いきなり突き出されて、女の子はびくっと顔をひきつらせる。
「ひっ」
「……この子は?」
「拾った」
「……猫の子じゃあるまいし」
「猫どころか、人間がほいほい落ちてるのがこの街だろ」
「それは……そうだな」
私が、今の同居人であるあの子と出会ったのもこの街だ。
「拾ったからには、責任を取らんとな。今日からコイツは、ワシの娘だ」
「本人の了承はとったのかい?君、このお爺さんが君のお父さんになりたいそうなんだけど、いいのかな?」
幼女は私の言葉を呑み込んでいるのか、しばらく宙を見つめた後に言った。
「やだ」
「なんだと!このクソガキーー!」
「ギャーーー!」
放りあげられた幼女が宙を舞う。手足をジタバタさせる幼女を見て、アオギリはガハハハと実に楽しそうだ。性悪以外の何物でもないな。

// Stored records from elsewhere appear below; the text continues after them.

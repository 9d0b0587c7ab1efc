//! Error types for the metabridge binary.

use metabridge_client::ClientError;
use thiserror::Error;

/// Errors that can occur in the CLI.
#[derive(Debug, Error)]
pub enum CliError {
    /// Missing or contradictory settings.
    #[error("Configuration error: {0}")]
    Config(String),

    /// Bad command-line argument that clap could not catch.
    #[error("Invalid argument: {0}")]
    InvalidArgument(String),

    /// Error from the Metabase client.
    #[error(transparent)]
    Client(#[from] ClientError),

    /// I/O error (stdin, stdout, output files).
    #[error("I/O error: {0}")]
    Io(#[from] std::io::Error),

    /// JSON serialization/deserialization error.
    #[error("JSON error: {0}")]
    Json(#[from] serde_json::Error),
}

/// Result type alias using `CliError`.
pub type Result<T> = std::result::Result<T, CliError>;
//! Subcommand handlers.

use std::io::{Read, Write};
use std::path::{Path, PathBuf};
use std::sync::Arc;

use clap::Args;
use metabridge_client::guard::validate_read_only;
use metabridge_client::{DatasetQueryRequest, ExportFormat, MetabaseClient, ReqwestTransport};
use secrecy::ExposeSecret;
use serde_json::{Map, Value};
use tokio_util::sync::CancellationToken;
use tracing::info;

use crate::config::Settings;
use crate::error::{CliError, Result};

/// Source of the query to run.
#[derive(Args, Debug, Clone)]
pub struct QueryArgs {
    /// Database id to run against
    #[arg(long)]
    pub database: u64,

    /// Native SQL; `-` reads it from stdin
    #[arg(long, conflicts_with = "mbql", required_unless_present = "mbql")]
    pub sql: Option<String>,

    /// MBQL query object as JSON
    #[arg(long)]
    pub mbql: Option<String>,

    /// Template tags for native SQL as a JSON object
    #[arg(long, requires = "sql")]
    pub template_tags: Option<String>,
}

impl QueryArgs {
    /// Builds the dataset request, reading stdin when `--sql -` is given.
    ///
    /// # Errors
    ///
    /// Returns an error if stdin cannot be read or a JSON argument is not an
    /// object.
    pub fn to_request(&self, stdin: impl Read) -> Result<DatasetQueryRequest> {
        if let Some(sql) = &self.sql {
            let sql = read_sql(sql, stdin)?;
            let mut request = DatasetQueryRequest::native(self.database, sql);
            if let Some(tags) = &self.template_tags {
                request = request.with_template_tags(parse_object("--template-tags", tags)?);
            }
            return Ok(request);
        }

        let mbql = self.mbql.as_deref().ok_or_else(|| {
            CliError::InvalidArgument("either --sql or --mbql is required".to_string())
        })?;
        Ok(DatasetQueryRequest::mbql(
            self.database,
            parse_object("--mbql", mbql)?,
        ))
    }
}

fn read_sql(sql: &str, mut stdin: impl Read) -> Result<String> {
    if sql == "-" {
        let mut buf = String::new();
        stdin.read_to_string(&mut buf)?;
        Ok(buf)
    } else {
        Ok(sql.to_string())
    }
}

fn parse_object(flag: &str, raw: &str) -> Result<Map<String, Value>> {
    match serde_json::from_str(raw)? {
        Value::Object(map) => Ok(map),
        other => Err(CliError::InvalidArgument(format!(
            "{flag} must be a JSON object, got {}",
            json_kind(&other)
        ))),
    }
}

const fn json_kind(value: &Value) -> &'static str {
    match value {
        Value::Null => "null",
        Value::Bool(_) => "a boolean",
        Value::Number(_) => "a number",
        Value::String(_) => "a string",
        Value::Array(_) => "an array",
        Value::Object(_) => "an object",
    }
}

/// Builds a client from validated settings, logging in if needed.
///
/// # Errors
///
/// Returns an error if the transport cannot be built or authentication fails.
pub async fn connect(settings: &Settings, cancel: &CancellationToken) -> Result<MetabaseClient> {
    info!(
        metabase_url = %settings.metabase_url,
        api_key = settings.uses_api_key(),
        "connecting to Metabase"
    );
    let transport = Arc::new(ReqwestTransport::with_timeout(
        &settings.metabase_url,
        settings.timeout,
    )?);
    let client = MetabaseClient::with_transport(
        transport,
        settings.api_key.expose_secret(),
        &settings.username,
        settings.password.expose_secret(),
        cancel,
    )
    .await?;
    Ok(client)
}

/// `check`: run the health check, then print who we are.
///
/// # Errors
///
/// Returns the wrapped health check failure, a user lookup failure, or an
/// output error.
pub async fn check(
    client: &MetabaseClient,
    cancel: &CancellationToken,
    out: &mut impl Write,
) -> Result<()> {
    client.health_check(cancel).await?;
    let user = client.current_user(cancel).await?;
    info!(user_id = user.id, "metabase connection verified");
    writeln!(out, "{}", serde_json::to_string_pretty(&user)?)?;
    Ok(())
}

/// `validate`: run the read-only guard locally.
///
/// # Errors
///
/// Returns the guard rejection naming the blocked keyword.
pub fn validate(sql: &str, stdin: impl Read, out: &mut impl Write) -> Result<()> {
    let sql = read_sql(sql, stdin)?;
    validate_read_only(&sql)?;
    writeln!(out, "ok: query is read-only")?;
    Ok(())
}

/// `query`: execute and print the JSON response.
///
/// # Errors
///
/// Returns a guard, dispatch, or output error.
pub async fn query(
    client: &MetabaseClient,
    request: &DatasetQueryRequest,
    cancel: &CancellationToken,
    out: &mut impl Write,
) -> Result<()> {
    let response = client.execute_query(request, cancel).await?;
    info!(
        row_count = response.row_count,
        status = %response.status,
        "query completed"
    );
    writeln!(out, "{}", serde_json::to_string_pretty(&response)?)?;
    Ok(())
}

/// `export`: download results and write them to `output` or `out`.
///
/// # Errors
///
/// Returns a guard, dispatch, or write error.
pub async fn export(
    client: &MetabaseClient,
    request: &DatasetQueryRequest,
    format: ExportFormat,
    output: Option<&Path>,
    cancel: &CancellationToken,
    out: &mut impl Write,
) -> Result<()> {
    let bytes = client.export_query_results(request, format, cancel).await?;
    info!(format = %format, bytes = bytes.len(), "export completed");
    match output {
        Some(path) => tokio::fs::write(path, &bytes).await?,
        None => out.write_all(&bytes)?,
    }
    Ok(())
}

/// Arguments of the `export` subcommand.
#[derive(Args, Debug, Clone)]
pub struct ExportArgs {
    #[command(flatten)]
    pub query: QueryArgs,

    /// Download format: csv, json or xlsx
    #[arg(long, default_value = "csv")]
    pub format: ExportFormat,

    /// Write to this file instead of stdout
    #[arg(long, short)]
    pub output: Option<PathBuf>,
}
//! Error types for the client library.

use reqwest::StatusCode;
use thiserror::Error;

/// Errors that can occur when talking to a Metabase instance.
///
/// Nothing in this enum is retried by the library except the single
/// 401 → re-authenticate → replay path; every variant carries enough context
/// to render a user-facing message without another network call.
#[derive(Debug, Error)]
#[non_exhaustive]
pub enum ClientError {
    /// Bad credential combination or unusable base URL.
    ///
    /// Fatal at construction time. Never retried.
    #[error("Configuration error: {0}")]
    ConfigurationError(String),

    /// The login performed while constructing a session client failed.
    ///
    /// The client is not usable; construction is aborted.
    #[error("initial authentication failed: {0}")]
    InitialAuthError(#[source] Box<ClientError>),

    /// A login call was rejected by the server.
    #[error("session auth failed with status {}: {body}", .status.as_u16())]
    AuthError {
        /// HTTP status returned by the login endpoint.
        status: StatusCode,
        /// Raw response body.
        body: String,
    },

    /// Non-2xx response after any retry.
    #[error("metabase API error (status {}): {body}", .status.as_u16())]
    RemoteApiError {
        /// HTTP status returned by the API.
        status: StatusCode,
        /// Raw response body, surfaced verbatim for diagnosis.
        body: String,
    },

    /// The read-only guard rejected a query.
    #[error("query contains blocked operation: {keyword}. Only read-only (SELECT) queries are allowed")]
    BlockedOperationError {
        /// The first blocked keyword found, in canonical upper case.
        keyword: &'static str,
    },

    /// Transport-level failure: timeout, connection failure, unreadable body.
    #[error("request failed: {0}")]
    RequestFailedError(#[from] reqwest::Error),

    /// JSON serialization or deserialization error.
    #[error("Serialization error: {0}")]
    SerializationError(#[from] serde_json::Error),

    /// The caller's cancellation signal fired before the call completed.
    #[error("request cancelled")]
    Cancelled,

    /// Malformed request arguments, rejected before dispatch.
    #[error("Invalid request: {0}")]
    InvalidRequest(String),

    /// The startup check against the current-user endpoint failed.
    #[error("metabase health check failed: {0}")]
    HealthCheckError(#[source] Box<ClientError>),
}

impl ClientError {
    /// HTTP status associated with this error, if any.
    pub const fn status(&self) -> Option<StatusCode> {
        match self {
            Self::AuthError { status, .. } | Self::RemoteApiError { status, .. } => Some(*status),
            _ => None,
        }
    }

    /// Check if this error stems from a rejected credential.
    pub fn is_authentication_error(&self) -> bool {
        match self {
            Self::AuthError { .. } | Self::InitialAuthError(_) => true,
            Self::RemoteApiError { status, .. } => *status == StatusCode::UNAUTHORIZED,
            _ => false,
        }
    }

    /// Check if this is a guard rejection.
    pub const fn is_blocked_operation(&self) -> bool {
        matches!(self, Self::BlockedOperationError { .. })
    }

    /// Check if this is a transport-level failure.
    pub const fn is_request_failure(&self) -> bool {
        matches!(self, Self::RequestFailedError(_))
    }
}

「老人、そのくらいにしないか。大人げないにも限度があるだろう」
「わっはっは、そうか?」
「まったく……」
私は目をグルグル回す幼女に顔を近づけた。
「君。残念だが、今の君にはこのお爺さんの娘になるほか、生きる道はなさそうだ。拾われたってことは、行く当てはないんだろう?」
「それは……」
「そうだ。そいつの肉親はいない。今はそいつ一人きりだよ」
アオギリがわきから口を挟む。なんともぶっきらぼうな口ぶりだった。
「まぁ、このアオギリ老はこんなんだが、悪人ではないことは保証するよ。君を売り飛ばしたり、不埒なことに使おうとする人じゃあない」
「……おい、それは褒めてるのか?貶してるのか?」
「何言ってるんだ。これ以上ない賛辞だよ」
私たちが言い合っていると、幼女は小さな声で呟いた。
「……おじちゃんは、いいひとなの?」
「む、なかなかいい所を突いてくるね」
この幼女は、私がアオギリを“悪い人じゃない”と言ったことに気付いたのだろうか。だとしたらかなりのキレ者だな。
「さて、どう言ったものか……」
「おい、小僧。ワシはいい人間ではないぞ」
口ごもる私をよそに、アオギリはきっぱりと言い切った。ていうか女の子は小僧とは呼ばない。
「いいひとじゃないの?」
「ああ。それどころか、ワシは世間的に見たら悪人だ。悪者だ。犯罪者だ」
言葉を重ねるアオギリに対して、幼女はどんどん顔をこわばらせていく。
「だがな。さっきリルが言ったように、ワシはお前さんをどうこうするつもりはない。実の娘として、精一杯お前さんを守ってやる」
「……それなのに、わるいひとなの?」
「ああ。だが、悪人が人助けしないとも限らないし、罪人が世界を救うことだってあるかもしれん。善悪なんてものは、しょせん曖昧なモノなんだよ。結局のところ、自分で見極めるしかないんだ」
ああ、またいつものだ……アオギリはこの手の話題になると、見境なく熱くなるからいけない。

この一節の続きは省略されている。